Policing on the Sunshine Coast has come a long way since its humble beginnings with a gold escort (who transported precious materials to banks and mints) was stationed at Yandina in 1868.
The construction of rail links and tramlines required the presence of police to oversee camps in Eumundi in 1890, at Buderim tramline in 1914 and at Montville in 1915.
In 1874, a police station was established in Woombye, known as Cobb’s Camp. A courthouse followed in 1887.
A decade later, the government decided to relocate both to Nambour after much lobbying by residents. By that time Nambour had a bigger population and a sugar mill had been established.

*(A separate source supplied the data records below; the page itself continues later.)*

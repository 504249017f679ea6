// Copyright (C) 2025 Vince Vasta
// SPDX-License-Identifier: Apache-2.0

//! Equilab Poker hand evaluator.
//!
//! Poker hand evaluator for 5, 6 and 7 cards hands. The evaluator builds a
//! rank bitmask for each suit and a mask of ranks for each multiplicity, and
//! computes the hand category and kickers with a few bit operations, without
//! going through the 21 5-cards subsets of a 7 cards hand (see examples for
//! measuring single and parallel performance on you hardware).
//!
//! To use the evaluator create a hand and use [HandValue] to evaluate the hand
//! and get its rank:
//!
//! ```
//! # use equilab_eval::*;
//! // 2C, 2D, 2H, 2S, 3C, .., 4D
//! let cards = Deck::default().into_iter().take(10).collect::<Vec<_>>();
//! let v1 = HandValue::eval(&cards[5..]);
//! let v2 = HandValue::eval(&cards[0..5]);
//! assert!(v2 > v1);
//! assert_eq!(v2.rank(), HandRank::FourOfAKind);
//! ```
#![warn(clippy::all, rust_2018_idioms, missing_docs)]
pub mod eval;
pub use eval::{HandRank, HandValue};

// Reexport cards types.
pub use equilab_cards::{Card, Deck, Rank, Suit};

The Nambour School of Arts was first used for court sessions until the Woombye courthouse was relocated in 1898.
The Moreton Mail reported the first cases before a Nambour Court convened in the School of Arts in May, 1897: Andrew Ball, an Aboriginal man, received a month’s jail in Brisbane for swearing in Currie Street; and a recently widowed woman with nine children was sued by the grocer and butcher for non-payment of goods.
In 1963, the courthouse was again on the move, this time to Petrie Park where it burned down in 1982.
From 1897, police business was conducted from a private residence in Currie Street until 1910, when a purpose-built police station was built.
It served until 1963 when it was replaced by a new police station and a new courthouse was also opened.
Another change saw a Police Station extension open in 2006 and used until 2022. The old wooden building of 1910 was removed to Petrie Park and, in 1997, it too burned down.
The lock-up, built in 1910 next to the police station, was relocated twice after 1963. It was first moved to the Burnside Scout Den and used as a storage shed. It was then relocated to a historic village in Pacific Paradise but has not been seen since.
Keith Carroll’s father was the Sergeant of Police in Nambour from 1935 to 1945. The family lived at the rear of the station.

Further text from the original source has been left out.